The link between systemic inflammation and pancreatic cancer is widely accepted. The systemic inflammatory response index (SIRI), based on peripheral neutrophil, monocyte, and lymphocyte counts, emerged recently as a prognostic tool in several types of cancer. The aim of this study is to evaluate the prognostic and predictive value of baseline SIRI in unresectable pancreatic cancer.
Materials and methods
Retrospective analysis of 112 patients with unresectable pancreatic ductal adenocarcinoma (PDAC) followed between 2016 and 2021. Receiver operating characteristic (ROC) curve analysis was used to obtain the optimal SIRI cut-off value, which was set at 1.34.
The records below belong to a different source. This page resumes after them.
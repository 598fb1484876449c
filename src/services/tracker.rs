//! Issue tracker client.
//!
//! The indexer talks to a GitHub-style issues API for three things: opening
//! purge tickets for expiring versions, closing the ticket a run was started
//! from, and reporting failures as comments on that ticket.

use async_trait::async_trait;
use serde::{Deserialize, Serialize};
use thiserror::Error;

/// Errors from tracker operations.
#[derive(Debug, Error)]
pub enum TrackerError {
    /// The API answered with a non-success status.
    #[error("{op} failed (HTTP {status}): {message}")]
    Api {
        op: &'static str,
        status: u16,
        message: String,
    },

    /// The request never produced an API response.
    #[error("tracker request failed: {0}")]
    Transport(#[from] reqwest::Error),
}

pub type TrackerResult<T> = Result<T, TrackerError>;

/// Operations the indexer needs from the issue tracker.
#[async_trait]
pub trait Tracker: Send + Sync {
    /// Open an issue and return its number.
    async fn create_issue(&self, title: &str, body: &str) -> TrackerResult<u64>;

    /// Close an issue.
    async fn close_issue(&self, number: u64) -> TrackerResult<()>;

    /// Add a comment to an issue.
    async fn comment(&self, number: u64, body: &str) -> TrackerResult<()>;
}

#[derive(Debug, Serialize)]
struct CreateIssueRequest<'a> {
    title: &'a str,
    body: &'a str,
}

#[derive(Debug, Deserialize)]
struct CreateIssueResponse {
    number: u64,
}

#[derive(Debug, Serialize)]
struct UpdateIssueRequest<'a> {
    state: &'a str,
}

#[derive(Debug, Serialize)]
struct CommentRequest<'a> {
    body: &'a str,
}

/// Tracker backed by the GitHub issues API.
pub struct GitHubTracker {
    http: reqwest::Client,
    api_base: String,
    repository: String,
    token: String,
}

// The token stays out of Debug output.
impl std::fmt::Debug for GitHubTracker {
    fn fmt(&self, f: &mut std::fmt::Formatter<'_>) -> std::fmt::Result {
        f.debug_struct("GitHubTracker")
            .field("api_base", &self.api_base)
            .field("repository", &self.repository)
            .finish()
    }
}

impl GitHubTracker {
    /// * `api_base` - API root, `https://api.github.com` for github.com
    /// * `repository` - `owner/repo` the issues live in
    /// * `token` - bearer token for the API
    pub fn new(
        api_base: impl Into<String>,
        repository: impl Into<String>,
        token: impl Into<String>,
    ) -> TrackerResult<Self> {
        let mut headers = reqwest::header::HeaderMap::new();
        headers.insert(
            reqwest::header::ACCEPT,
            reqwest::header::HeaderValue::from_static("application/vnd.github+json"),
        );
        let http = reqwest::Client::builder()
            .user_agent(concat!("version-indexer/", env!("CARGO_PKG_VERSION")))
            .default_headers(headers)
            .build()?;

        Ok(Self {
            http,
            api_base: api_base.into().trim_end_matches('/').to_string(),
            repository: repository.into(),
            token: token.into(),
        })
    }

    fn issues_url(&self) -> String {
        format!("{}/repos/{}/issues", self.api_base, self.repository)
    }

    /// Turn a non-success response into an Api error carrying the body.
    async fn check(
        op: &'static str,
        response: reqwest::Response,
    ) -> TrackerResult<reqwest::Response> {
        let status = response.status();
        if status.is_success() {
            return Ok(response);
        }
        let message = response.text().await.unwrap_or_default();
        Err(TrackerError::Api {
            op,
            status: status.as_u16(),
            message,
        })
    }
}

#[async_trait]
impl Tracker for GitHubTracker {
    async fn create_issue(&self, title: &str, body: &str) -> TrackerResult<u64> {
        let response = self
            .http
            .post(self.issues_url())
            .bearer_auth(&self.token)
            .json(&CreateIssueRequest { title, body })
            .send()
            .await?;

        let created: CreateIssueResponse =
            Self::check("create issue", response).await?.json().await?;
        Ok(created.number)
    }

    async fn close_issue(&self, number: u64) -> TrackerResult<()> {
        let url = format!("{}/{}", self.issues_url(), number);
        let response = self
            .http
            .patch(url)
            .bearer_auth(&self.token)
            .json(&UpdateIssueRequest { state: "closed" })
            .send()
            .await?;

        Self::check("close issue", response).await?;
        Ok(())
    }

    async fn comment(&self, number: u64, body: &str) -> TrackerResult<()> {
        let url = format!("{}/{}/comments", self.issues_url(), number);
        let response = self
            .http
            .post(url)
            .bearer_auth(&self.token)
            .json(&CommentRequest { body })
            .send()
            .await?;

        Self::check("comment", response).await?;
        Ok(())
    }
}

#[cfg(test)]
mod tests {
    use super::*;

    fn tracker_for(server: &wiremock::MockServer) -> GitHubTracker {
        GitHubTracker::new(server.uri(), "acme/widgets", "test-token").expect("build tracker")
    }

    #[tokio::test]
    async fn create_issue_returns_the_number() {
        let server = wiremock::MockServer::start().await;

        wiremock::Mock::given(wiremock::matchers::method("POST"))
            .and(wiremock::matchers::path("/repos/acme/widgets/issues"))
            .and(wiremock::matchers::header("authorization", "Bearer test-token"))
            .and(wiremock::matchers::body_json(serde_json::json!({
                "title": "purge demo 1.2.0",
                "body": "expired"
            })))
            .respond_with(
                wiremock::ResponseTemplate::new(201)
                    .set_body_json(serde_json::json!({"number": 77})),
            )
            .mount(&server)
            .await;

        let number = tracker_for(&server)
            .create_issue("purge demo 1.2.0", "expired")
            .await
            .expect("create issue");
        assert_eq!(number, 77);
    }

    #[tokio::test]
    async fn close_issue_patches_the_state() {
        let server = wiremock::MockServer::start().await;

        wiremock::Mock::given(wiremock::matchers::method("PATCH"))
            .and(wiremock::matchers::path("/repos/acme/widgets/issues/12"))
            .and(wiremock::matchers::body_json(
                serde_json::json!({"state": "closed"}),
            ))
            .respond_with(
                wiremock::ResponseTemplate::new(200).set_body_json(serde_json::json!({
                    "number": 12,
                    "state": "closed"
                })),
            )
            .expect(1)
            .mount(&server)
            .await;

        tracker_for(&server).close_issue(12).await.expect("close issue");
    }

    #[tokio::test]
    async fn comment_posts_to_the_comments_endpoint() {
        let server = wiremock::MockServer::start().await;

        wiremock::Mock::given(wiremock::matchers::method("POST"))
            .and(wiremock::matchers::path(
                "/repos/acme/widgets/issues/12/comments",
            ))
            .and(wiremock::matchers::body_json(
                serde_json::json!({"body": "remote call failed: boom"}),
            ))
            .respond_with(
                wiremock::ResponseTemplate::new(201)
                    .set_body_json(serde_json::json!({"id": 900})),
            )
            .expect(1)
            .mount(&server)
            .await;

        tracker_for(&server)
            .comment(12, "remote call failed: boom")
            .await
            .expect("comment");
    }

    #[tokio::test]
    async fn non_success_status_surfaces_as_api_error() {
        let server = wiremock::MockServer::start().await;

        wiremock::Mock::given(wiremock::matchers::method("POST"))
            .and(wiremock::matchers::path("/repos/acme/widgets/issues"))
            .respond_with(
                wiremock::ResponseTemplate::new(422).set_body_string("Validation Failed"),
            )
            .mount(&server)
            .await;

        let err = tracker_for(&server)
            .create_issue("t", "b")
            .await
            .expect_err("422 must fail");
        match err {
            TrackerError::Api { status, message, .. } => {
                assert_eq!(status, 422);
                assert_eq!(message, "Validation Failed");
            }
            other => panic!("expected Api error, got: {other}"),
        }
    }

    #[tokio::test]
    async fn trailing_slash_in_api_base_is_trimmed() {
        let tracker = GitHubTracker::new("https://api.github.com/", "acme/widgets", "t")
            .expect("build tracker");
        assert_eq!(
            tracker.issues_url(),
            "https://api.github.com/repos/acme/widgets/issues"
        );
    }
}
Univariate analysis showed that SIRI ≥ 1.34 was associated with significantly lower overall survival (OS; p < 0.0001). Multivariate analyses confirmed that SIRI is an independent prognostic factor regardless of first-line chemotherapy regimen (p < 0.0001; hazard ratio [HR] 0.363; 95% confidence interval [CI] 0.223–0.566). Also, patients with SIRI ≥ 1.34 undergoing platinum-based treatment had significantly longer OS than those treated with gemcitabine-based regimens (p = 0.002).
Our study suggests that SIRI is able to predict OS in patients with PDAC. Patients with high SIRI values treated with platinum-based chemotherapy achieved longer OS than those treated with gemcitabine-based regimens.